PROBLEM: Would you copy all lines in the data that contain the word "MissingCollaborator"?
___ TASK MATERIAL ___
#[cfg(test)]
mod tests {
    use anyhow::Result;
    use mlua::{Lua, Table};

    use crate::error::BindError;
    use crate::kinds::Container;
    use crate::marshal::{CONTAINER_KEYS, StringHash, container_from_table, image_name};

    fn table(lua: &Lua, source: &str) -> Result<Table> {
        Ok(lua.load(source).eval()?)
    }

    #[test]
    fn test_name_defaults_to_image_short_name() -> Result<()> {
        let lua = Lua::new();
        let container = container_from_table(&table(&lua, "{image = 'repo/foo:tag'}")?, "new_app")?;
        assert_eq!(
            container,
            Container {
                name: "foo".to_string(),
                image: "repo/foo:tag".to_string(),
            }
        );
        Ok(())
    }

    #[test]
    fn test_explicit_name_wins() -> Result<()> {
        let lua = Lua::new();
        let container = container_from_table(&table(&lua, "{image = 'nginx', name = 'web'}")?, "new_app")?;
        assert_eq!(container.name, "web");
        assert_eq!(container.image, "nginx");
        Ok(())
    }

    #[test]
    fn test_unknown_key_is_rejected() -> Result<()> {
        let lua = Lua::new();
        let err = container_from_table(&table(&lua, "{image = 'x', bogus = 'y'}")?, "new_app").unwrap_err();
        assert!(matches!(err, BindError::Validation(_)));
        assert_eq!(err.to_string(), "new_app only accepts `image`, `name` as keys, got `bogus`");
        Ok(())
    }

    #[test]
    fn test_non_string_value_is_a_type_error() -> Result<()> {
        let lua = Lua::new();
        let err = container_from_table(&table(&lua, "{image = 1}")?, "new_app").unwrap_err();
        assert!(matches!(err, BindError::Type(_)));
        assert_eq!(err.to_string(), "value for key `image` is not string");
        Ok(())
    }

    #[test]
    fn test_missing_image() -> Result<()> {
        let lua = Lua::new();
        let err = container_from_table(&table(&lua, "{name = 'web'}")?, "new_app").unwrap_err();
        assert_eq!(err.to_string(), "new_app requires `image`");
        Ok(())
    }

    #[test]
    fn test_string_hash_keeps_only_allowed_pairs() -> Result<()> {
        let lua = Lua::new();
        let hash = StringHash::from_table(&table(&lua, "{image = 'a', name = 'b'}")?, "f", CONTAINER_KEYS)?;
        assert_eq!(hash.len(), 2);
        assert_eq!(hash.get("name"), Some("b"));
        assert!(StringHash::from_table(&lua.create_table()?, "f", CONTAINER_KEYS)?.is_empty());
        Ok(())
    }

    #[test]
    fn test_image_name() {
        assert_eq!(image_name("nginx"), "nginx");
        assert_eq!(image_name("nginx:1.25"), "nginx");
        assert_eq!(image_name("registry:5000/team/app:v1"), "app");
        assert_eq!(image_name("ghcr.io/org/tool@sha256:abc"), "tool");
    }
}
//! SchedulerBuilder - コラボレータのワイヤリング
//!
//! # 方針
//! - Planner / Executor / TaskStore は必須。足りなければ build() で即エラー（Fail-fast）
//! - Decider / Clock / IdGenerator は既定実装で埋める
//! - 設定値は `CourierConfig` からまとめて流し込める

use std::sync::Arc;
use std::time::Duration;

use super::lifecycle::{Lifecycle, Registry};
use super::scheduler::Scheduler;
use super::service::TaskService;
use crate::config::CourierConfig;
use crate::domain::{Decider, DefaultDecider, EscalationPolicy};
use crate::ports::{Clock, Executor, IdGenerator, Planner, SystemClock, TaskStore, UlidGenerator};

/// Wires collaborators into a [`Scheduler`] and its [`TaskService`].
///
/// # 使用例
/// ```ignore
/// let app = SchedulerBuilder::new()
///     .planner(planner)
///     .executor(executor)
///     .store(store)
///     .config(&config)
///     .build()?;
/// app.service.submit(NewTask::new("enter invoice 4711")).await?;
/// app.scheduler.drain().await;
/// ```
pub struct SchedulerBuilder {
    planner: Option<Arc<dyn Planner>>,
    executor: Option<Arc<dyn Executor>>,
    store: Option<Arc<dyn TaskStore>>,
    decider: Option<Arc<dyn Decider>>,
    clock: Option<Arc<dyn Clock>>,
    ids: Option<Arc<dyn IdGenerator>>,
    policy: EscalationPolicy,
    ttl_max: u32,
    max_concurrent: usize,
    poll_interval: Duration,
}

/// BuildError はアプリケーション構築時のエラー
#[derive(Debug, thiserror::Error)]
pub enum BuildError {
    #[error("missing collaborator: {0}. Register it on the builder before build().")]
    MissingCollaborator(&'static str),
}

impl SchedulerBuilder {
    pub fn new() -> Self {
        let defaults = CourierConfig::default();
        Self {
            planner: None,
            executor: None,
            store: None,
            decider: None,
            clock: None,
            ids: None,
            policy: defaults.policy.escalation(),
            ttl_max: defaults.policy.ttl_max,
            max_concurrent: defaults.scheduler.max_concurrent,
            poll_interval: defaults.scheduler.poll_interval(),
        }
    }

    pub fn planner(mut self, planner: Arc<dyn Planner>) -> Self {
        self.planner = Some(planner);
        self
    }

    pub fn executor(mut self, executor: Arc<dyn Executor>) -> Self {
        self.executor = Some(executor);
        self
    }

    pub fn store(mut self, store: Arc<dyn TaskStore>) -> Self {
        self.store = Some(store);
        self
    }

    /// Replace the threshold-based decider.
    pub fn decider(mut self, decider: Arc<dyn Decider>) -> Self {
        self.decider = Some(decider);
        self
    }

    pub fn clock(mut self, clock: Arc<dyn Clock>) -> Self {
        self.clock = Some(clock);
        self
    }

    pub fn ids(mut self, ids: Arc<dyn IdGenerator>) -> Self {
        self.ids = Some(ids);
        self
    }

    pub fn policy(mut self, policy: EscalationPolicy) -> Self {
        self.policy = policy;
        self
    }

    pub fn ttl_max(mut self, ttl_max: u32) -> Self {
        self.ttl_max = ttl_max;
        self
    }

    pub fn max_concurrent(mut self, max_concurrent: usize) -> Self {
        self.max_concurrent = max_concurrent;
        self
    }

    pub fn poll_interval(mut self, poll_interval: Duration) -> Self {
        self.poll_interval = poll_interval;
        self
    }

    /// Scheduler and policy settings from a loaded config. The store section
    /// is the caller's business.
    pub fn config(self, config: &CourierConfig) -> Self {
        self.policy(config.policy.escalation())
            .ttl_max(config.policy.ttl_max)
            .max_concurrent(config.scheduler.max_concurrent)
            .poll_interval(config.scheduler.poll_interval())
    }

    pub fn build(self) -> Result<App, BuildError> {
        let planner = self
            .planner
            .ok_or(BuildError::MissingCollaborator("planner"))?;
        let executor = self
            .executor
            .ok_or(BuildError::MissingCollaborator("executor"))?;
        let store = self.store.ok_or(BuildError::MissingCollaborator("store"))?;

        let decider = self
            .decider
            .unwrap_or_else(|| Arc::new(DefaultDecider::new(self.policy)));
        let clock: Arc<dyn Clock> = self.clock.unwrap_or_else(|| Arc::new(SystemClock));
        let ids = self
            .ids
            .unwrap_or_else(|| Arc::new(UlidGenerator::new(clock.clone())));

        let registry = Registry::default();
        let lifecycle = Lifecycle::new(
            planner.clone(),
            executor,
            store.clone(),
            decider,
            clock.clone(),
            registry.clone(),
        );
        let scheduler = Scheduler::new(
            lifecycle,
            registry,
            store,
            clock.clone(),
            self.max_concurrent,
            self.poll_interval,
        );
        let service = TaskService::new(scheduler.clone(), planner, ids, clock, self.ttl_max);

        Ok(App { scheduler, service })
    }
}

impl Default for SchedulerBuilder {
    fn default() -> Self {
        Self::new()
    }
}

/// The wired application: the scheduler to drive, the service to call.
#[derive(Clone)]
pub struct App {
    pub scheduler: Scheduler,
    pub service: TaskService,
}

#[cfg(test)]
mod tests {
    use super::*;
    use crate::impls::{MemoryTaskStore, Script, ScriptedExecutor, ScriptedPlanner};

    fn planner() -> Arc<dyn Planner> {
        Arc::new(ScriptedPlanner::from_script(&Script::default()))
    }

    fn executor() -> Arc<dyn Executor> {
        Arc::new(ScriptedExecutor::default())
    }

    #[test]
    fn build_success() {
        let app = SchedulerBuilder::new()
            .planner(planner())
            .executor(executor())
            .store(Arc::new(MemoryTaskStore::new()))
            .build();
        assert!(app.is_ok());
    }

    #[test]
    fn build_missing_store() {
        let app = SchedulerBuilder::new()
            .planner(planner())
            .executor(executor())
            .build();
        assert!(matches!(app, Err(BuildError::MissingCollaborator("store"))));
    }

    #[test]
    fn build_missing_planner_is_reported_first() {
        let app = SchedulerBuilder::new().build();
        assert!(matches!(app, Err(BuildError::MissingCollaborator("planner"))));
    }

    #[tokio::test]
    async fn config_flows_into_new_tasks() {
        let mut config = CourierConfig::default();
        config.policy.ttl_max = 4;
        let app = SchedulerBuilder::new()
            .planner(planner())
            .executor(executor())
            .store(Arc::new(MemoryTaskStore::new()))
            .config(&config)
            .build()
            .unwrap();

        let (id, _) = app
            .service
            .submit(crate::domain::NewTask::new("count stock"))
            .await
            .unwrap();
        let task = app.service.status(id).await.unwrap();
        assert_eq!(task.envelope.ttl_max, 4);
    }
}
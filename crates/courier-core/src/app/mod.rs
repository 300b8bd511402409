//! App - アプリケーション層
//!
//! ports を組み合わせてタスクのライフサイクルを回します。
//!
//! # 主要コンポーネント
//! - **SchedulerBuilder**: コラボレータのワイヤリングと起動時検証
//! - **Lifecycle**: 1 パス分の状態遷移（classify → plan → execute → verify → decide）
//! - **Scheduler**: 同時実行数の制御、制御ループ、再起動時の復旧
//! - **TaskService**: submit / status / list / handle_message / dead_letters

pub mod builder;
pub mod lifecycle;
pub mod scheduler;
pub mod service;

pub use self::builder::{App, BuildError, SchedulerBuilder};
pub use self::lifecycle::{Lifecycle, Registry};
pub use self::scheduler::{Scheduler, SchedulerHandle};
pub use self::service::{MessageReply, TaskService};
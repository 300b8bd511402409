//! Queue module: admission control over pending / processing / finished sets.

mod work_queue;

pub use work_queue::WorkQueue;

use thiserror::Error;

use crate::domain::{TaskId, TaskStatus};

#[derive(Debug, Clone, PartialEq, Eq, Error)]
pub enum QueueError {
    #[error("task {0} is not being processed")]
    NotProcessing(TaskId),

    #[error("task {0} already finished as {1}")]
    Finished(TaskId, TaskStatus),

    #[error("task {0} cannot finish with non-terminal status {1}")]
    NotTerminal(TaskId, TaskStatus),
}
___
OUTPUT OF THE EXERCISE:
    MissingCollaborator(&'static str),
            .ok_or(BuildError::MissingCollaborator("planner"))?;
            .ok_or(BuildError::MissingCollaborator("executor"))?;
        let store = self.store.ok_or(BuildError::MissingCollaborator("store"))?;
        assert!(matches!(app, Err(BuildError::MissingCollaborator("store"))));
        assert!(matches!(app, Err(BuildError::MissingCollaborator("planner"))));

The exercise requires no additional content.